ACTIVITY
Report every line from the material that contains the word "filename".

EXERCISE INPUT
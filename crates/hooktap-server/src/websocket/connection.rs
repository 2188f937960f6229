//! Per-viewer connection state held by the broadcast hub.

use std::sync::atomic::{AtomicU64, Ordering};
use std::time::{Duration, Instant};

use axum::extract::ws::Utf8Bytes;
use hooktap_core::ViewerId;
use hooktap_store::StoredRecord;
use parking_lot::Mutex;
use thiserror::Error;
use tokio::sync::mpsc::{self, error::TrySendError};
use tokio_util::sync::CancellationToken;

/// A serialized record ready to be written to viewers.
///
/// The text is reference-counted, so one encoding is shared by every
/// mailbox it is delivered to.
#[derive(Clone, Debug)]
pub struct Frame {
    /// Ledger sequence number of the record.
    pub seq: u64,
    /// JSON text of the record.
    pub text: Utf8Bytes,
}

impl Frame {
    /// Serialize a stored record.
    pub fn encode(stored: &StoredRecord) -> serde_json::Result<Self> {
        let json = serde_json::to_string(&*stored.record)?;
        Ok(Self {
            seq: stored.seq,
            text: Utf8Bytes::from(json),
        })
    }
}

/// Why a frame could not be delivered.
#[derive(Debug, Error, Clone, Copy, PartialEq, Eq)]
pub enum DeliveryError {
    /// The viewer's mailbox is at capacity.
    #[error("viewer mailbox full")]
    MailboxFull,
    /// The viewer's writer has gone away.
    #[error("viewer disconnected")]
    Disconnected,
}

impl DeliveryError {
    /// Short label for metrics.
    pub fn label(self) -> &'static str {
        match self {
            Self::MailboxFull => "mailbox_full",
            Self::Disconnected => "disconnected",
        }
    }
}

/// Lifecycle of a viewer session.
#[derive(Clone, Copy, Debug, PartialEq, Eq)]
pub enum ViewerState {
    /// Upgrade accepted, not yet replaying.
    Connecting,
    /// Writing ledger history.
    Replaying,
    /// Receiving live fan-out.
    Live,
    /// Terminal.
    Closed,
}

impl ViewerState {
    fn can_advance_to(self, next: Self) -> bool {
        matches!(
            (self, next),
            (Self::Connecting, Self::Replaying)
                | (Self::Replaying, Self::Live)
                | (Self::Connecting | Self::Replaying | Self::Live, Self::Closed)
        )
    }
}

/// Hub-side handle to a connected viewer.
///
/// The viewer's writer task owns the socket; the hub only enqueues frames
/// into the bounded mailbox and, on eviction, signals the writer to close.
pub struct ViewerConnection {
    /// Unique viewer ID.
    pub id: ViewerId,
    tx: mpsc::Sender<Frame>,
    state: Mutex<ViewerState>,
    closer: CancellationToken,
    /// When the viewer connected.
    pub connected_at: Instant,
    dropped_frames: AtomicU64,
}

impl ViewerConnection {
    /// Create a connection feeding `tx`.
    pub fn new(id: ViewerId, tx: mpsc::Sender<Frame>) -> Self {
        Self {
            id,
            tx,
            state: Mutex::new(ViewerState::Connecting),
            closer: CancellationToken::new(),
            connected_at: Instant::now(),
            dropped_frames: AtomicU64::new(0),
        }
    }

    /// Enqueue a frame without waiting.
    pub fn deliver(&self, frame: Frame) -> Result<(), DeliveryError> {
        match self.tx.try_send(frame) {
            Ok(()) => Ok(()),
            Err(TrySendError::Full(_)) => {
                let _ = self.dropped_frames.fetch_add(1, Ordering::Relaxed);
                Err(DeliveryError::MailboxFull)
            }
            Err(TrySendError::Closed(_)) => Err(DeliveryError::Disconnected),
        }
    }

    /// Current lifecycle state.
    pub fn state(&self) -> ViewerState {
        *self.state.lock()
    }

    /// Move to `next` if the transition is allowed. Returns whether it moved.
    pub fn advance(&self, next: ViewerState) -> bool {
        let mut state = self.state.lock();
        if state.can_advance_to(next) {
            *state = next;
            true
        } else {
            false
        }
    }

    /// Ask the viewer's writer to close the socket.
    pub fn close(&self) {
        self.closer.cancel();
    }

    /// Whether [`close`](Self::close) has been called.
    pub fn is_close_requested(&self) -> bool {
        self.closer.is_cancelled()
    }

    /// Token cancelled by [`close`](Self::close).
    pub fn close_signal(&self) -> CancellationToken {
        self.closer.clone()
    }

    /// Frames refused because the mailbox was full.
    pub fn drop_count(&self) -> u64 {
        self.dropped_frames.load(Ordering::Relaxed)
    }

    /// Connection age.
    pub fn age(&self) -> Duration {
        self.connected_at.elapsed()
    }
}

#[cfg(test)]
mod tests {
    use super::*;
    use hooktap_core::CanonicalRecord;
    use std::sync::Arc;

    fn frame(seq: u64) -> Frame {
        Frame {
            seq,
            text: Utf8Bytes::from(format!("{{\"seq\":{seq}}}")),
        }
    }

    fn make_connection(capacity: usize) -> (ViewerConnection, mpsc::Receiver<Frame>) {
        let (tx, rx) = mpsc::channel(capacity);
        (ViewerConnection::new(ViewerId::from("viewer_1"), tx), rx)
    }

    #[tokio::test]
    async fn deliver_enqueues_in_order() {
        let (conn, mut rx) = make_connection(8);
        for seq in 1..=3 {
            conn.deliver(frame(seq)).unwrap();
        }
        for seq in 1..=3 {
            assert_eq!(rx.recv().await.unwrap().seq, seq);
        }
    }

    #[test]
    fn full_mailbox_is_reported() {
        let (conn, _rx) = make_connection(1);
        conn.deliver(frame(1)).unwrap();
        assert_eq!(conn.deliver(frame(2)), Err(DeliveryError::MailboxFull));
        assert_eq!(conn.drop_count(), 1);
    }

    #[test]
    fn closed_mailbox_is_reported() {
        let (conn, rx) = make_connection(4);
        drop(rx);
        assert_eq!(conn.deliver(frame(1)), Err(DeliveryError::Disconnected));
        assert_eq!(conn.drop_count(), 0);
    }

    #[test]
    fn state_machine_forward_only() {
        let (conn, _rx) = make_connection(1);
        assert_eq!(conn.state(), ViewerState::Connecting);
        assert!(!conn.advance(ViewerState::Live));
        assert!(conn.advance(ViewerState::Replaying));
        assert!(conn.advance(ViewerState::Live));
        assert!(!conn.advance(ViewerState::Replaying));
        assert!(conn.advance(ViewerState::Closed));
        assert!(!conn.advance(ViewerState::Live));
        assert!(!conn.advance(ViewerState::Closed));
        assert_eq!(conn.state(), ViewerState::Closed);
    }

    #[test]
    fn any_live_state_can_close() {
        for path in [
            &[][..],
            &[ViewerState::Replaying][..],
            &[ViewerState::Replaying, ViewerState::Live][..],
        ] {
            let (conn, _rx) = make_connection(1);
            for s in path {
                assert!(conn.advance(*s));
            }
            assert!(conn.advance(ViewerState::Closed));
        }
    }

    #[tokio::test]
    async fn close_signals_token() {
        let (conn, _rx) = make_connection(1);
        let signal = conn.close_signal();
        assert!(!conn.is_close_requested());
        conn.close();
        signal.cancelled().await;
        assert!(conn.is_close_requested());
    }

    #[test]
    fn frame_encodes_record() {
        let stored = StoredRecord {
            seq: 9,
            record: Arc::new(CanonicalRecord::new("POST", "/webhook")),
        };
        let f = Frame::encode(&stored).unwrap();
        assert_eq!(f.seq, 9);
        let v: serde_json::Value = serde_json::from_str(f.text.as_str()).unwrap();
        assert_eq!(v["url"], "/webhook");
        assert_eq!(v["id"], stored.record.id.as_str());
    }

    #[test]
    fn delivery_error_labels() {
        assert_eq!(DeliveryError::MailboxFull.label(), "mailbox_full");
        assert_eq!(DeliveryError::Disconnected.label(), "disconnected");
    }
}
---
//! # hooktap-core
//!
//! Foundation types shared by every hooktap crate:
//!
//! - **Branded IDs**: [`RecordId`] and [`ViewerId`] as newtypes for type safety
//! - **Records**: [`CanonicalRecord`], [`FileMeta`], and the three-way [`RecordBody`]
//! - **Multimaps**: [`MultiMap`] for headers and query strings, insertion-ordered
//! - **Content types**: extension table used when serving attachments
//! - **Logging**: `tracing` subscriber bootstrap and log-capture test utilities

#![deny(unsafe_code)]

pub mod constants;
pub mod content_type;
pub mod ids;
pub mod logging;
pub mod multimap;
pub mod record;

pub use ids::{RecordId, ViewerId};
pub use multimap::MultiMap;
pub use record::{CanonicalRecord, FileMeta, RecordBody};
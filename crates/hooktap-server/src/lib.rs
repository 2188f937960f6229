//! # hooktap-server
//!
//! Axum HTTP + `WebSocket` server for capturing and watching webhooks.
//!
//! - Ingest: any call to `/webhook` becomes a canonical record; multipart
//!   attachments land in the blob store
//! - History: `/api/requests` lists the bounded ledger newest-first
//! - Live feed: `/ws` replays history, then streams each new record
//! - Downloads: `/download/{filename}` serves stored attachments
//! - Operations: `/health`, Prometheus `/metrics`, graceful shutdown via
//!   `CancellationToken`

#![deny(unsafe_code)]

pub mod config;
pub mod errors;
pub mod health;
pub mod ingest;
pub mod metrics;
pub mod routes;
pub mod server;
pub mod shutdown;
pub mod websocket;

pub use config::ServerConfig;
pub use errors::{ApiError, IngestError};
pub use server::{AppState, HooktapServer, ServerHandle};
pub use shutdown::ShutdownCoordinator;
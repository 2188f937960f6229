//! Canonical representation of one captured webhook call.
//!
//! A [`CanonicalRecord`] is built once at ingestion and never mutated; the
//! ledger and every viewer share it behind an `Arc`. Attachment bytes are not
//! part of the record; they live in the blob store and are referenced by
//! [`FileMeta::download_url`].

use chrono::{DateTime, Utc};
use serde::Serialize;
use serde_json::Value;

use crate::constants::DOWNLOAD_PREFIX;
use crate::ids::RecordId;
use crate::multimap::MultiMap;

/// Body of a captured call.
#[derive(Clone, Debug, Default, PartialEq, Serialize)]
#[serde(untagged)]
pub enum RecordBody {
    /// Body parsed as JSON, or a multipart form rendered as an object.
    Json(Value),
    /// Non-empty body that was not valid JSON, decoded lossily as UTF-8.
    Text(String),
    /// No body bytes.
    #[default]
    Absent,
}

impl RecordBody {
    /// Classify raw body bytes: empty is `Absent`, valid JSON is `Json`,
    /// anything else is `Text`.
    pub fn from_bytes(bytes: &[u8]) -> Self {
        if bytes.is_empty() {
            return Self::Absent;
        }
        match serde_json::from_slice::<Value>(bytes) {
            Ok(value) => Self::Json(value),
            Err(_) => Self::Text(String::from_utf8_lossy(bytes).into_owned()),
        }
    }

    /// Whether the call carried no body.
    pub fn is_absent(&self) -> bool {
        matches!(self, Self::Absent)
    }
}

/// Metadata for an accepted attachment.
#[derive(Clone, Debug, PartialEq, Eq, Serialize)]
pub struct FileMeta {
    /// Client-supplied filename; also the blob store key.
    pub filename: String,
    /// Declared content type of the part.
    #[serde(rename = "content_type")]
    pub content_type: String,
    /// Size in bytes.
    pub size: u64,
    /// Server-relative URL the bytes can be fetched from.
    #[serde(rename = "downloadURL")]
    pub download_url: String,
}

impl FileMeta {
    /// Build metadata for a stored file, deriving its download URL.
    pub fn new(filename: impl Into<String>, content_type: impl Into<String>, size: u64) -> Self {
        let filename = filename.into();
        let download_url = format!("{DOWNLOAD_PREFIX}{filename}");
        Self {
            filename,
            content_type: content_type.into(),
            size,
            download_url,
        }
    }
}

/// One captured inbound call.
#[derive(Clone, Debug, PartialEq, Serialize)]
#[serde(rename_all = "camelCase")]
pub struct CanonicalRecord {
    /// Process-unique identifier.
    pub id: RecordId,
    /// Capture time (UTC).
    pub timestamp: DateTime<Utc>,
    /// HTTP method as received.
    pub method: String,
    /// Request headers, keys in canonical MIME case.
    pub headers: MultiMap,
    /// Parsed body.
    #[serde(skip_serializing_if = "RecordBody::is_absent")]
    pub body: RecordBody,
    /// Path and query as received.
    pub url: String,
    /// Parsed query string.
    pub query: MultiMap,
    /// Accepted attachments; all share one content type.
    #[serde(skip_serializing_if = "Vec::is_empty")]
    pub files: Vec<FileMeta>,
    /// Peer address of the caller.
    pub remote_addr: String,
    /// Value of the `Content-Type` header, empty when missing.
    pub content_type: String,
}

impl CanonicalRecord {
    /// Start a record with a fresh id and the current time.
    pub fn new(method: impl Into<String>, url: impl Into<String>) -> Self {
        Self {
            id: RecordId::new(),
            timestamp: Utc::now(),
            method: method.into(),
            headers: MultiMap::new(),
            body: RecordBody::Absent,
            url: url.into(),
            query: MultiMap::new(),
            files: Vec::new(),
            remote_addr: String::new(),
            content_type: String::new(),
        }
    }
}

TASK ANSWER
filename crates/hooktap-server/src/websocket/connection.rs
filename crates/hooktap-server/src/lib.rs
//! - Downloads: `/download/{filename}` serves stored attachments
    /// Client-supplied filename; also the blob store key.
    pub filename: String,
    pub fn new(filename: impl Into<String>, content_type: impl Into<String>, size: u64) -> Self {
        let filename = filename.into();
        let download_url = format!("{DOWNLOAD_PREFIX}{filename}");
            filename,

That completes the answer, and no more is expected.